How do I install the dynamic domain manager using custom certificates?
Installing the dynamic domain manager and its backup using custom certificates
About this task
You can install the dynamic domain manager and its backup using default certificates, as described in Installing the dynamic domain manager and backup dynamic domain manager, or you can optionally use custom certificates.
To install dynamic domain manager and backup dynamic domain manager using custom certificates, perform the following steps:
Procedure
-
Generate the custom certificates required for installing the dynamic domain manager and backup dynamic domain manager, as
follows:
openssl genrsa -des3 -out tls.key 2048
The following files are created:- ca.crt
- tls.key
- tls.crt
- Copy the files to a path of your choice on the workstation where you plan to install the dynamic domain manager or backup dynamic domain manager. When performing the installation, you provide this path using the sslkeysfolder parameter.
- Copy the tls.crt file from the master domain manager to the workstation where you plan to install the dynamic domain manager or backup dynamic domain manager. Specify a different path from the path of the above certificates to avoid overwriting the existing tls.crt.
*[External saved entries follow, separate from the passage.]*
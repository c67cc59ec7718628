pub mod device_po;
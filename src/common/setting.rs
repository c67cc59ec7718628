//! setting config file
//! `config_{ENV}.toml` in the working directory, every section is optional

use std::env;
use std::fs;
use std::time::Duration;

use lazy_static::lazy_static;
use serde::Deserialize;

use super::error::DriverError;
use crate::driver::modbus::prelude::DeviceId;

pub const DEFAULT_CALIBRATION_OFFSET: f64 = 4.5;

#[derive(Debug, Clone, Deserialize)]
#[serde(default)]
pub struct Env {
    pub debug: bool,
    pub env: String,
    pub log_level: String,
    // "real" talks to hardware, "dummy" uses the simulated attenuator
    pub mode: String,
}

impl Default for Env {
    fn default() -> Self {
        Env {
            debug: false,
            env: String::from("dev"),
            log_level: String::from("info"),
            mode: String::from("real"),
        }
    }
}

impl Env {
    pub fn is_dummy(&self) -> bool {
        self.mode == "dummy"
    }
}

#[derive(Debug, Clone, Deserialize)]
#[serde(default)]
pub struct Modbus {
    pub port: u16,
    pub unit: u8,
    pub poll_interval_millis: u64,
    pub read_timeout_millis: u64,
    pub write_timeout_millis: u64,
}

impl Default for Modbus {
    fn default() -> Self {
        Modbus {
            port: 502,
            unit: 1,
            poll_interval_millis: 2000,
            read_timeout_millis: 2000,
            write_timeout_millis: 1000,
        }
    }
}

impl Modbus {
    pub fn poll_interval(&self) -> Duration {
        Duration::from_millis(self.poll_interval_millis)
    }

    pub fn read_timeout(&self) -> Duration {
        Duration::from_millis(self.read_timeout_millis)
    }

    pub fn write_timeout(&self) -> Duration {
        Duration::from_millis(self.write_timeout_millis)
    }
}

#[derive(Debug, Clone, Deserialize)]
#[serde(default)]
pub struct Heartbeat {
    pub interval_millis: u64,
}

impl Default for Heartbeat {
    fn default() -> Self {
        Heartbeat {
            interval_millis: 600_000,
        }
    }
}

#[derive(Debug, Clone, Deserialize)]
pub struct DeviceSetting {
    pub id: DeviceId,
    pub address: String,
    #[serde(default = "default_calibration_offset")]
    pub calibration_offset: f64,
}

fn default_calibration_offset() -> f64 {
    DEFAULT_CALIBRATION_OFFSET
}

fn default_devices() -> Vec<DeviceSetting> {
    vec![
        DeviceSetting {
            id: 1,
            address: String::from("192.168.10.84"),
            calibration_offset: DEFAULT_CALIBRATION_OFFSET,
        },
        DeviceSetting {
            id: 2,
            address: String::from("192.168.10.85"),
            calibration_offset: DEFAULT_CALIBRATION_OFFSET,
        },
    ]
}

#[derive(Debug, Clone, Deserialize)]
#[serde(default)]
pub struct Settings {
    pub env: Env,
    pub modbus: Modbus,
    pub heartbeat: Heartbeat,
    pub devices: Vec<DeviceSetting>,
}

impl Default for Settings {
    fn default() -> Self {
        Settings {
            env: Env::default(),
            modbus: Modbus::default(),
            heartbeat: Heartbeat::default(),
            devices: default_devices(),
        }
    }
}

impl Settings {
    /// parse settings from toml text
    pub fn from_toml_str(content: &str) -> Result<Self, DriverError> {
        let settings: Settings = toml::from_str(content)
            .map_err(|e| DriverError::ConfigError(format!("config file format invalid: {e}")))?;
        settings.check()?;
        Ok(settings)
    }

    /// read `config_{ENV}.toml`
    pub fn load() -> Result<Self, DriverError> {
        let env = match env::var("ENV") {
            Ok(e) => e,
            Err(_) => {
                log::warn!("no ENV set, use default: 'dev'");
                String::from("dev")
            }
        };
        let file_path = format!("config_{}.toml", env);
        let content = fs::read_to_string(file_path.as_str()).map_err(|e| {
            DriverError::ConfigError(format!("cannot read config file {}: {}", file_path, e))
        })?;
        Settings::from_toml_str(content.as_str())
    }

    pub fn get<'a>() -> &'a Self {
        // 给静态变量延迟赋值的宏
        lazy_static! {
            static ref CACHE: Settings = Settings::load().unwrap_or_else(|e| {
                log::warn!("{}, built-in defaults are used", e);
                Settings::default()
            });
        }
        &CACHE
    }

    fn check(&self) -> Result<(), DriverError> {
        let mut seen: Vec<DeviceId> = Vec::new();
        for device in &self.devices {
            if seen.contains(&device.id) {
                return Err(DriverError::ConfigError(format!(
                    "duplicated device id: {}",
                    device.id
                )));
            }
            if !device.calibration_offset.is_finite() {
                return Err(DriverError::ConfigError(format!(
                    "calibration offset of device {} is not a number",
                    device.id
                )));
            }
            seen.push(device.id);
        }
        if self.modbus.poll_interval_millis == 0 {
            return Err(DriverError::ConfigError(
                "poll interval must be greater than zero".to_string(),
            ));
        }
        Ok(())
    }
}

#[cfg(test)]
mod tests {
    use super::*;

    #[test]
    fn test_defaults_for_empty_file() {
        let settings = Settings::from_toml_str("").unwrap();
        assert_eq!(settings.devices.len(), 2);
        assert_eq!(settings.devices[0].address, "192.168.10.84");
        assert_eq!(settings.devices[1].calibration_offset, 4.5);
        assert_eq!(settings.modbus.port, 502);
        assert_eq!(settings.modbus.poll_interval(), Duration::from_secs(2));
        assert_eq!(settings.modbus.write_timeout(), Duration::from_secs(1));
        assert!(!settings.env.is_dummy());
    }

    #[test]
    fn test_parse_devices() {
        let content = r#"
            [env]
            log_level = "debug"
            mode = "dummy"

            [modbus]
            poll_interval_millis = 500

            [[devices]]
            id = 1
            address = "10.0.0.7"
            calibration_offset = 3.0

            [[devices]]
            id = 2
            address = "10.0.0.8"
        "#;
        let settings = Settings::from_toml_str(content).unwrap();
        assert!(settings.env.is_dummy());
        assert_eq!(settings.env.log_level, "debug");
        assert_eq!(settings.modbus.poll_interval_millis, 500);
        assert_eq!(settings.modbus.read_timeout_millis, 2000);
        assert_eq!(settings.devices[0].calibration_offset, 3.0);
        assert_eq!(settings.devices[1].calibration_offset, DEFAULT_CALIBRATION_OFFSET);
    }

    #[test]
    fn test_duplicated_device_id() {
        let content = r#"
            [[devices]]
            id = 1
            address = "10.0.0.7"

            [[devices]]
            id = 1
            address = "10.0.0.8"
        "#;
        assert!(matches!(
            Settings::from_toml_str(content),
            Err(DriverError::ConfigError(_))
        ));
    }

    #[test]
    fn test_invalid_toml() {
        assert!(Settings::from_toml_str("[[devices]]\nid = \"one\"").is_err());
    }
}
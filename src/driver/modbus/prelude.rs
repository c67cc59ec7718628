//! modbus 相关的基础类型

/// modbus unit id (slave id)
pub type ModbusUnitSize = u8;

/// coil / discrete input address and quantity
pub type ModbusAddrSize = u16;

/// stable identity of an attenuator module within a run
pub type DeviceId = u8;

/// number of coils one attenuation setting occupies
pub const SETTING_BIT_NUM: usize = 6;

/// one attenuation setting as it sits on the wire, least significant bit first
pub type CoilBits = [bool; SETTING_BIT_NUM];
- Rename the tls.crt file from the master domain manager to jwt.crt.
-
Copy the jwt.crt file to the same path as the certificates
generated in step 1.
You now have on the workstation where you plan to install the dynamic domain manager or backup dynamic domain manager four certificate files:
- ca.crt
- tls.key
- tls.crt
- jwt.crt
-
Browse to the folder where the serverinst command is
located:
- On Windows operating systems
- image_location\TWS\interp_name
- On UNIX operating systems
- image_location/TWS/interp_name
-
Start the installation specifying the path to the dynamic domain manager certificates
using the sslkeysfolder parameter:
- On Windows operating systems
-
cscript serverinst.vbs --acceptlicense yes --rdbmstype db_type --dbhostname db_hostname --dbport db_port --dbname db_name --dbuser db_user --dbpassword db_password --wauser wa_user --wapassword wa_password --componenttype DDM --domain domain_name --master mdm_name --mdmbrokerhostname mdm_broker_host_name --mdmhttpsport mdm_https_host_name --wlpdir Liberty_installation_dir\wlp --sslkeysfolder path_to_certificates --sslpassword certificate_password
- On UNIX operating systems
-
./serverinst.sh --acceptlicense yes --rdbmstype db_type --dbhostname db_hostname --dbport db_port --dbname db_name --dbuser db_user --dbpassword db_password --wauser wa_user --wapassword wa_password --componenttype DDM --domain domain_name --master mdm_name --mdmbrokerhostname mdm_broker_host_name --mdmhttpsport mdm_https_host_name --wlpdir Liberty_installation_dir/wlp --sslkeysfolder path_to_certificates --sslpassword certificate_password
- Repeat the same procedure for the backup dynamic domain manager.